2010 Bangladeshi drama film

Opekkha (অপেক্ষা, lit. 'Wait') is a 2010 Bangladeshi drama film written and directed by Abu Sayeed. The film stars Mirana Zaman, Jayanta Chattopadhyay, Tinu Karim, and Uzzal Mahmud.

==Plot==
Rabiul and Ranju are two young men from two different districts of Bangladesh. Rabiul stays in Dhaka for his passion for singing. He was brought up by his grandmother, his only relative who lives in a village. Grandma writes letters regularly to him. Rabiul's grandmother has problems with her memory. Ranju studies at a college and he becomes a member of an Islamist militant group.

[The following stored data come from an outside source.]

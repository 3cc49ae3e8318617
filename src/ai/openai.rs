use async_trait::async_trait;
use reqwest::Client;
use serde::Deserialize;

use super::{ChatRequest, ChatTransport, TransportError};

#[derive(Debug, Deserialize)]
struct OpenAIResponse {
    #[serde(default)]
    choices: Vec<OpenAIChoice>,
}

#[derive(Debug, Deserialize)]
struct OpenAIChoice {
    message: OpenAIMessageResponse,
}

#[derive(Debug, Deserialize)]
struct OpenAIMessageResponse {
    content: Option<String>,
}

/// Chat-completion transport for OpenAI and compatible endpoints.
#[derive(Clone)]
pub struct OpenAITransport {
    client: Client,
    base_url: String,
    api_key: String,
}

impl OpenAITransport {
    pub fn new(base_url: &str, api_key: &str) -> Self {
        Self {
            client: Client::new(),
            base_url: base_url.trim_end_matches('/').to_string(),
            api_key: api_key.to_string(),
        }
    }

    fn endpoint(&self) -> String {
        format!("{}/chat/completions", self.base_url)
    }
}

#[async_trait]
impl ChatTransport for OpenAITransport {
    async fn complete(&self, request: &ChatRequest) -> Result<Option<String>, TransportError> {
        log::debug!(
            "POST {} model={} messages={}",
            self.endpoint(),
            request.model,
            request.messages.len()
        );

        let response = self
            .client
            .post(self.endpoint())
            .header("Authorization", format!("Bearer {}", self.api_key))
            .header("Content-Type", "application/json")
            .json(request)
            .send()
            .await
            .map_err(|e| TransportError::Request(format!("OpenAI request failed: {}", e)))?;

        let status = response.status();
        if !status.is_success() {
            let body = response.text().await.unwrap_or_default();
            return Err(TransportError::Api {
                status: status.as_u16(),
                body,
            });
        }

        let body: OpenAIResponse = response.json().await.map_err(|e| {
            TransportError::Request(format!("Failed to parse OpenAI response: {}", e))
        })?;

        Ok(first_content(body))
    }
}

fn first_content(body: OpenAIResponse) -> Option<String> {
    body.choices
        .into_iter()
        .next()
        .and_then(|c| c.message.content)
}
//! Fixed instructions sent with every analysis request.

pub const SYMPTOM_SYSTEM_PROMPT: &str =
    "You are a cautious medical triage assistant. You are not a doctor and you never give a \
     definitive diagnosis. When you are uncertain, or when symptoms could be serious, you \
     recommend professional medical care. You always answer with a single JSON object and \
     nothing else.";

pub const IMAGE_SYSTEM_PROMPT: &str =
    "You describe photographs in neutral, observational language. You do not diagnose, you \
     do not name diseases with certainty, and you do not give medical advice beyond general \
     guidance to consult a healthcare professional. You always answer with a single JSON object.";

const IMAGE_INSTRUCTIONS: &str = r#"Describe the visible features of this image in neutral terms. Do not diagnose and do not provide medical advice.

Respond with JSON only, using exactly these keys:
{
  "features": "objective description of what is visible (color, shape, size, texture, location)",
  "possible_categories": ["up to 3 short, general, non-diagnostic category labels"],
  "general_advice": "general guidance, including when to consult a healthcare professional"
}"#;

/// Embeds the user's description verbatim.
pub fn symptom_prompt(symptoms: &str) -> String {
    format!(
        r#"A user describes the following symptoms:

"{symptoms}"

Assess them conservatively and respond with JSON only, using exactly these keys:
{{
  "diagnoses": ["up to 3 short names of possible conditions, most likely first"],
  "urgency": "one of: self-care, see-doctor-soon, urgent",
  "nextSteps": "clear, practical next steps for the user",
  "explanation": "brief explanation of the reasoning in plain language",
  "confidence": 0-100 integer
}}

If you are unsure, choose the more cautious urgency and recommend seeing a healthcare professional."#
    )
}

pub fn image_prompt() -> &'static str {
    IMAGE_INSTRUCTIONS
}
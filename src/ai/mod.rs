pub mod openai;

use async_trait::async_trait;
use serde::{Deserialize, Serialize};
use thiserror::Error;

/// Failure to get a reply out of the chat endpoint.
#[derive(Debug, Error)]
pub enum TransportError {
    #[error("OpenAI API error ({status}): {body}")]
    Api { status: u16, body: String },

    #[error("{0}")]
    Request(String),
}

#[derive(Debug, Clone, Copy, Serialize, Deserialize, PartialEq, Eq)]
#[serde(rename_all = "lowercase")]
pub enum Role {
    System,
    User,
}

/// A chat message body: either plain text or a list of typed parts.
#[derive(Debug, Clone, Serialize, Deserialize, PartialEq)]
#[serde(untagged)]
pub enum MessageContent {
    Text(String),
    Parts(Vec<ContentPart>),
}

#[derive(Debug, Clone, Serialize, Deserialize, PartialEq)]
#[serde(tag = "type", rename_all = "snake_case")]
pub enum ContentPart {
    Text { text: String },
    ImageUrl { image_url: ImageUrl },
}

#[derive(Debug, Clone, Serialize, Deserialize, PartialEq)]
pub struct ImageUrl {
    pub url: String,
    #[serde(skip_serializing_if = "Option::is_none")]
    pub detail: Option<String>,
}

impl ContentPart {
    pub fn text(text: impl Into<String>) -> Self {
        Self::Text { text: text.into() }
    }

    /// Inline JPEG as a data URL.
    pub fn jpeg_base64(base64_image: &str) -> Self {
        Self::ImageUrl {
            image_url: ImageUrl {
                url: format!("data:image/jpeg;base64,{}", base64_image),
                detail: None,
            },
        }
    }
}

#[derive(Debug, Clone, Serialize, Deserialize, PartialEq)]
pub struct ChatMessage {
    pub role: Role,
    pub content: MessageContent,
}

impl ChatMessage {
    pub fn system(text: impl Into<String>) -> Self {
        Self {
            role: Role::System,
            content: MessageContent::Text(text.into()),
        }
    }

    pub fn user(text: impl Into<String>) -> Self {
        Self {
            role: Role::User,
            content: MessageContent::Text(text.into()),
        }
    }

    pub fn user_parts(parts: Vec<ContentPart>) -> Self {
        Self {
            role: Role::User,
            content: MessageContent::Parts(parts),
        }
    }
}

/// Sampling settings shared by every request a client issues.
#[derive(Debug, Clone, PartialEq)]
pub struct Sampling {
    pub model: String,
    pub max_tokens: u32,
    pub temperature: f32,
}

/// Body of a chat-completion call, serialized as-is on the wire.
#[derive(Debug, Clone, Serialize, PartialEq)]
pub struct ChatRequest {
    pub model: String,
    pub messages: Vec<ChatMessage>,
    pub max_tokens: u32,
    pub temperature: f32,
}

impl ChatRequest {
    pub fn new(sampling: &Sampling, messages: Vec<ChatMessage>) -> Self {
        Self {
            model: sampling.model.clone(),
            messages,
            max_tokens: sampling.max_tokens,
            temperature: sampling.temperature,
        }
    }
}

/// Something that can turn a chat request into the model's text reply.
///
/// `Ok(None)` means the endpoint answered but carried no text payload.
#[async_trait]
pub trait ChatTransport: Send + Sync {
    async fn complete(&self, request: &ChatRequest) -> Result<Option<String>, TransportError>;
}

#[cfg(test)]
mod tests {
    use super::*;

    #[test]
    fn text_message_serializes_as_string_content() {
        let value = serde_json::to_value(ChatMessage::user("hello")).unwrap();
        assert_eq!(value, serde_json::json!({"role": "user", "content": "hello"}));
    }

    #[test]
    fn multipart_message_matches_openai_shape() {
        let message = ChatMessage::user_parts(vec![
            ContentPart::text("look"),
            ContentPart::jpeg_base64("QUJD"),
        ]);
        let value = serde_json::to_value(message).unwrap();

        assert_eq!(
            value,
            serde_json::json!({
                "role": "user",
                "content": [
                    {"type": "text", "text": "look"},
                    {"type": "image_url", "image_url": {"url": "data:image/jpeg;base64,QUJD"}}
                ]
            })
        );
    }

    #[test]
    fn request_copies_sampling() {
        let sampling = Sampling {
            model: "gpt-4o".to_string(),
            max_tokens: 500,
            temperature: 0.3,
        };
        let request = ChatRequest::new(&sampling, vec![ChatMessage::system("s")]);
        assert_eq!(request.model, "gpt-4o");
        assert_eq!(request.max_tokens, 500);
        assert_eq!(request.messages.len(), 1);
    }
}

He mounts a bomb attack in Dhaka which kills Rabiul and others. Ranju's parents come to know the fact and the revelation comes as a shock to them. Grandma forgets about the death of Rabiul and begins writing letters again and continues her eternal waiting at the village bus stop for her grandson to return. Parents also continue their eternal search for their son to come back.

==Production==
The idea for Opekkha came to Abu Sayeed in 2006. He finished the script in 2009. Filming began in the Dhunat area of Bogra District in March 2010, and continued for 28 consecutive days.

==Release==
Opekkha opened in Dhaka and Rajshahi on 31 December 2010.

==Award==
- Best Director, Best Actor, Best Actress, Meril-Prothom Alo Critics Award, 2010.